When one little surgery reminds you of your mental illness
2017 was a great year for me in terms of my health. I had completed my breast cancer treatment on December 19, 2016, was deemed a survivor by my surgeon in June and quite honestly had never felt more healthy and fit than I did on my 52nd birthday, July 31, 2017. My determination and strength continued through the end of the year but unfortunately in January my right knee began to "speak" to me. There was no acute injury, probably overuse but for whatever the reason I was no longer able to be myself. My knee swelled after teaching my cycling classes and I could no longer do pigeon or child's pose in yoga. I had undergone a meniscus repair 11 years ago on my left knee so I had a pretty good idea what I was in for.
On February 13th I met Dr. Joe Guettler for a consult. He took some X-rays, twisted, turned and bent my knee, sent me off for an MRI while instructing me to "chill". I asked "Can I teach?" he said, "Do I need to define what chill means?" and from that moment forward I was STOPPED.
For the majority of the population this would not be a big deal... injury = rest, recovery = downtime. For me it meant so much more. From the day my doctor halted my activity, to the day I get the OK to be myself again, I deal, head on, with the demons in my head.
Serotonin is a thing. A thing that I know, after years of therapy and drug management, I don't have enough of naturally. I have never been a big fan of drugs. Not that there is anything wrong with them, I'm just too lazy. I learned after decades of sadness, blues and really high highs and crazy low lows, my serotonin could be elevated through activity. Voila! A natural answer to a serious problem. The perfect resolution until your activity is taken away from you.
It has been almost a month since I have been unable to "manage" my chemical imbalance and I can tell you it has been a living hell. I expect a large number of people who read this to NOT understand. I'm anticipating comments like "She's bitching because she can't exercise?" or "Seriously?".

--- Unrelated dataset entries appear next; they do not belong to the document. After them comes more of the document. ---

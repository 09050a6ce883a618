//! New-item detection shared by all inputs.
//!
//! An input collects candidate records and hands them to [`Detector::detect`],
//! which filters them against the flow's persisted state, either by source
//! timestamp or by a signature hash of configured fields.
use std::{collections::BTreeSet, sync::Arc, time::Duration};

use chrono::{DateTime, Utc};
use chrono_tz::Tz;
use serde_json::Value;
use sha2::{Digest, Sha256};
use tracing::{debug, warn};

use crate::{
    config::AppConfig,
    expire::ExpireController,
    field::Field,
    flow::FlowInfo,
    params::{ParamSpec, Params},
    plugin::{PluginConfig, PluginError, Received},
    record::Record,
    state::{self, SourceState, merge_max},
};

/// Signature used when `match_signature` is given but empty.
pub const FALLBACK_SIGNATURE: [&str; 2] = ["text", "time"];

/// Runs blocking state file I/O off the async workers.
async fn blocking<T, F>(f: F) -> Result<T, PluginError>
where
    F: FnOnce() -> T + Send + 'static,
    T: Send + 'static,
{
    tokio::task::spawn_blocking(f).await.map_err(PluginError::exec)
}

pub fn signature_hash(fields: &[Field], record: &Record) -> String {
    let mut hasher = Sha256::new();
    for field in fields {
        hasher.update(field.get_string(record).as_bytes());
    }
    hex::encode(hasher.finalize())
}

#[derive(Debug)]
pub struct Detector {
    flow: Arc<FlowInfo>,
    signature: Option<Vec<Field>>,
    ttl: Option<Duration>,
    force: bool,
    force_count: usize,
    expire_interval: Duration,
    expire: Option<ExpireController>,
    time_zone: Tz,
    time_format: String,
}

impl Detector {
    /// Parameters common to every input.
    pub fn schema(app: &AppConfig) -> Vec<ParamSpec> {
        vec![
            ParamSpec::optional("match_signature"),
            ParamSpec::optional("match_ttl"),
            ParamSpec::optional("force").default(false),
            ParamSpec::optional("force_count").default(10),
            ParamSpec::optional("expire_action").default(app.expire_action.clone()),
            ParamSpec::optional("expire_action_delay").default(app.expire_action_delay.as_secs()),
            ParamSpec::optional("expire_action_timeout").default(app.expire_action_timeout.as_secs()),
            ParamSpec::optional("expire_interval").default(app.expire_interval.as_secs()),
        ]
    }

    pub fn from_params(cfg: &PluginConfig, params: &Params) -> Result<Self, PluginError> {
        let signature = match params.get("match_signature") {
            None => None,
            Some(Value::Array(items)) if items.is_empty() => Some(Field::resolve_all(&FALLBACK_SIGNATURE)?),
            Some(_) => Some(params.fields("match_signature")?),
        };
        let expire = ExpireController::new(
            params.strings("expire_action")?,
            params.interval("expire_action_delay")?,
            params.interval("expire_action_timeout")?.max(Duration::from_secs(1)),
        );
        Ok(Self {
            flow: cfg.flow.clone(),
            signature,
            ttl: params.opt_interval("match_ttl")?,
            force: params.bool("force")?,
            force_count: params.usize("force_count")?,
            expire_interval: params.interval("expire_interval")?,
            expire,
            time_zone: cfg.app.time_zone,
            time_format: cfg.app.time_format.clone(),
        })
    }

    pub async fn load_state(&self) -> Result<SourceState, PluginError> {
        let dir = self.flow.state_dir.clone();
        Ok(blocking(move || state::load(&dir)).await??)
    }

    /// Saves `state`. Entries for `sources` survive `match_ttl` eviction.
    pub async fn save_state(&self, state: &mut SourceState, sources: &[String]) -> Result<(), PluginError> {
        let keep = sources.iter().cloned().collect();
        *state = self.save_state_at(state.clone(), Utc::now(), keep).await?;
        Ok(())
    }

    async fn save_state_at(
        &self,
        mut map: SourceState,
        now: DateTime<Utc>,
        keep: BTreeSet<String>,
    ) -> Result<SourceState, PluginError> {
        let dir = self.flow.state_dir.clone();
        let ttl = self.ttl;
        Ok(blocking(move || state::save(&dir, &mut map, ttl, now, &keep).map(|()| map)).await??)
    }

    pub fn expire_controller(&self) -> Option<&ExpireController> {
        self.expire.as_ref()
    }

    pub async fn detect(&self, sources: &[String], candidates: Vec<Record>) -> Result<Received, PluginError> {
        self.detect_at(sources, candidates, Utc::now()).await
    }

    /// Filters `candidates` down to unseen records and persists the new state.
    #[tracing::instrument(level = "debug", skip_all, fields(flow = %self.flow.name, candidates = candidates.len()))]
    pub async fn detect_at(
        &self,
        sources: &[String],
        candidates: Vec<Record>,
        now: DateTime<Utc>,
    ) -> Result<Received, PluginError> {
        let (records, expired) = {
            let _guard = self.flow.state_lock().lock().await;
            let mut state = self.load_state().await?;
            // source cursors are never evicted, only signature entries age out
            let mut keep: BTreeSet<String> = sources.iter().cloned().collect();
            keep.extend(candidates.iter().map(|r| r.meta.source.clone()));
            let baseline = state.clone();
            let mut fresh = Vec::new();

            for mut record in candidates {
                if self.force && fresh.len() >= self.force_count {
                    debug!(force_count = self.force_count, "force cap reached");
                    break;
                }
                let is_new = match &self.signature {
                    Some(fields) => {
                        let hash = signature_hash(fields, &record);
                        if self.force || !state.contains_key(&hash) {
                            state.insert(hash, now);
                            true
                        } else {
                            false
                        }
                    }
                    None => {
                        self.force
                            || baseline
                                .get(record.source())
                                .is_none_or(|seen| record.time() > *seen)
                    }
                };
                if is_new {
                    merge_max(&mut state, &record.meta.source, record.time());
                    record.localize(&self.time_zone, &self.time_format);
                    fresh.push(record);
                }
            }

            let state = self.save_state_at(state, now, keep).await?;

            let limit = chrono::Duration::from_std(self.expire_interval).unwrap_or(chrono::Duration::MAX);
            let expired: Vec<(String, DateTime<Utc>)> = sources
                .iter()
                .filter_map(|s| state.get(s).map(|seen| (s.clone(), *seen)))
                .filter(|(_, seen)| now.signed_duration_since(*seen) > limit)
                .collect();
            (fresh, expired)
        };

        if let Some((source, seen)) = expired.first() {
            warn!(flow = %self.flow.name, sources = expired.len(), first = %source, "sources expired");
            if let Some(ctl) = &self.expire {
                ctl.fire(&self.flow.name, source, *seen, now).await;
            }
        }

        Ok(Received {
            records,
            expired: expired.into_iter().map(|(s, _)| s).collect(),
        })
    }
}

#[cfg(test)]
mod tests {
    use super::*;
    use chrono::TimeZone;
    use serde_json::json;
    use std::path::Path;
    use tempfile::TempDir;

    fn at(secs: i64) -> DateTime<Utc> {
        Utc.timestamp_opt(secs, 0).unwrap()
    }

    fn detector(dir: &Path, params: Value) -> Detector {
        let app = AppConfig::with_base_dir(dir);
        let flow = FlowInfo::new("news", &dir.join("flows/news.yaml"), &app, Duration::from_secs(60), 1);
        let cfg = PluginConfig {
            app: Arc::new(app),
            flow: Arc::new(flow),
            id: 0,
            alias: "io-0".into(),
            plugin: "io".into(),
            params: params.as_object().cloned().unwrap_or_default(),
        };
        let p = cfg.resolve(&Detector::schema(&cfg.app)).unwrap();
        Detector::from_params(&cfg, &p).unwrap()
    }

    fn rec(source: &str, text: &str, time: i64) -> Record {
        let mut r = Record::new("news", "io", source, at(time));
        r.generic.texts[0] = text.into();
        r
    }

    #[tokio::test]
    async fn timestamp_mode_is_idempotent() {
        let dir = TempDir::new().unwrap();
        let d = detector(dir.path(), json!({}));
        let src = vec!["s".to_string()];
        let batch = || vec![rec("s", "a", 90), rec("s", "b", 95), rec("s", "c", 100)];

        let first = d.detect_at(&src, batch(), at(100)).await.unwrap();
        assert_eq!(first.records.len(), 3);
        assert_eq!(d.load_state().await.unwrap()["s"], at(100));
        assert!(!first.records[0].meta.time_format.is_empty());

        let second = d.detect_at(&src, batch(), at(101)).await.unwrap();
        assert!(second.records.is_empty());
        assert_eq!(d.load_state().await.unwrap()["s"], at(100));
    }

    #[tokio::test]
    async fn ttl_keeps_source_cursor() {
        let dir = TempDir::new().unwrap();
        let d = detector(dir.path(), json!({"match_ttl": "1h", "match_signature": ["text"]}));
        let src = vec!["s".to_string()];
        let two_days = 2 * 86_400;

        let first = d.detect_at(&src, vec![rec("s", "a", 1_000)], at(1_000 + two_days)).await.unwrap();
        assert_eq!(first.records.len(), 1);
        let state = d.load_state().await.unwrap();
        assert_eq!(state["s"], at(1_000));

        // the signature entry ages out, the cursor of a quiet source does not
        let later = d.detect_at(&src, vec![], at(1_000 + 2 * two_days)).await.unwrap();
        assert!(later.records.is_empty());
        let state = d.load_state().await.unwrap();
        assert_eq!(state.len(), 1);
        assert_eq!(state["s"], at(1_000));

        let plain = detector(dir.path(), json!({"match_ttl": "1h"}));
        let again = plain.detect_at(&src, vec![rec("s", "a", 1_000)], at(1_000 + 3 * two_days)).await.unwrap();
        assert!(again.records.is_empty());
    }

    #[tokio::test]
    async fn signature_mode_and_force() {
        let dir = TempDir::new().unwrap();
        let src = vec!["s".to_string()];
        let d = detector(dir.path(), json!({"match_signature": ["text", "time"]}));

        let first = d.detect_at(&src, vec![rec("s", "a", 100)], at(100)).await.unwrap();
        assert_eq!(first.records.len(), 1);
        let hash = signature_hash(&Field::resolve_all(&["text", "time"]).unwrap(), &first.records[0]);
        assert!(d.load_state().await.unwrap().contains_key(&hash));

        let again = d.detect_at(&src, vec![rec("s", "a", 100)], at(110)).await.unwrap();
        assert!(again.records.is_empty());

        let forced = detector(dir.path(), json!({"match_signature": ["text", "time"], "force": true}));
        let third = forced.detect_at(&src, vec![rec("s", "a", 100)], at(120)).await.unwrap();
        assert_eq!(third.records.len(), 1);
    }

    #[tokio::test]
    async fn empty_signature_uses_fallback() {
        let dir = TempDir::new().unwrap();
        let d = detector(dir.path(), json!({"match_signature": []}));
        let src = vec!["s".to_string()];
        // same source and time, different text: both new
        let out = d
            .detect_at(&src, vec![rec("s", "a", 100), rec("s", "b", 100), rec("s", "a", 100)], at(100))
            .await
            .unwrap();
        assert_eq!(out.records.len(), 2);
    }

    #[tokio::test]
    async fn force_caps_volume() {
        let dir = TempDir::new().unwrap();
        let d = detector(dir.path(), json!({"force": true, "force_count": 2}));
        let src = vec!["s".to_string()];
        let out = d
            .detect_at(&src, vec![rec("s", "a", 1), rec("s", "b", 2), rec("s", "c", 3)], at(10))
            .await
            .unwrap();
        assert_eq!(out.records.len(), 2);
    }

    #[tokio::test]
    async fn stale_save_does_not_rewind() {
        let dir = TempDir::new().unwrap();
        let d = detector(dir.path(), json!({}));
        let src = vec!["s".to_string()];
        d.detect_at(&src, vec![rec("s", "new", 500)], at(500)).await.unwrap();
        // a slower run that observed older items finishes later
        let late = detector(dir.path(), json!({"force": true}));
        late.detect_at(&src, vec![rec("s", "old", 300)], at(510)).await.unwrap();
        assert_eq!(d.load_state().await.unwrap()["s"], at(500));
    }

    #[tokio::test]
    async fn reports_expired_sources() {
        let dir = TempDir::new().unwrap();
        let d = detector(dir.path(), json!({"expire_interval": "60s"}));
        let src = vec!["s".to_string(), "never-seen".to_string()];
        d.detect_at(&src, vec![rec("s", "a", 100)], at(100)).await.unwrap();

        let fresh = d.detect_at(&src, vec![], at(150)).await.unwrap();
        assert!(fresh.expired.is_empty());
        let stale = d.detect_at(&src, vec![], at(200)).await.unwrap();
        assert_eq!(stale.expired, vec!["s"]);
        assert!(d.expire_controller().is_none());
    }

    #[cfg(unix)]
    #[tokio::test]
    async fn expired_source_fires_controller() {
        let dir = TempDir::new().unwrap();
        let d = detector(
            dir.path(),
            json!({"expire_interval": "60s", "expire_action": ["/bin/echo", "x"], "expire_action_delay": "30s"}),
        );
        let src = vec!["s".to_string()];
        d.detect_at(&src, vec![rec("s", "a", 100)], at(100)).await.unwrap();

        d.detect_at(&src, vec![], at(200)).await.unwrap();
        let ctl = d.expire_controller().unwrap();
        assert_eq!(ctl.last_run(), Some(at(200)));
        d.detect_at(&src, vec![], at(215)).await.unwrap();
        assert_eq!(ctl.last_run(), Some(at(200)));
        d.detect_at(&src, vec![], at(231)).await.unwrap();
        assert_eq!(ctl.last_run(), Some(at(231)));
    }
}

I manage my mental state through daily activity. My coping mechanism has been temporarily taken away from me. Although my knee is recovering better than I had imagined, I am still suffering. I'll be back. I will be OK, but for now, it is a challenge. A challenge for my husband, my children, my friends.
I often tell those I love that we only learn lessons in life when we are challenged to a point where not listening to the apparent message is no longer an option. I have had a lot of those times and strangely, I am grateful. I am even more grateful for the ability to share.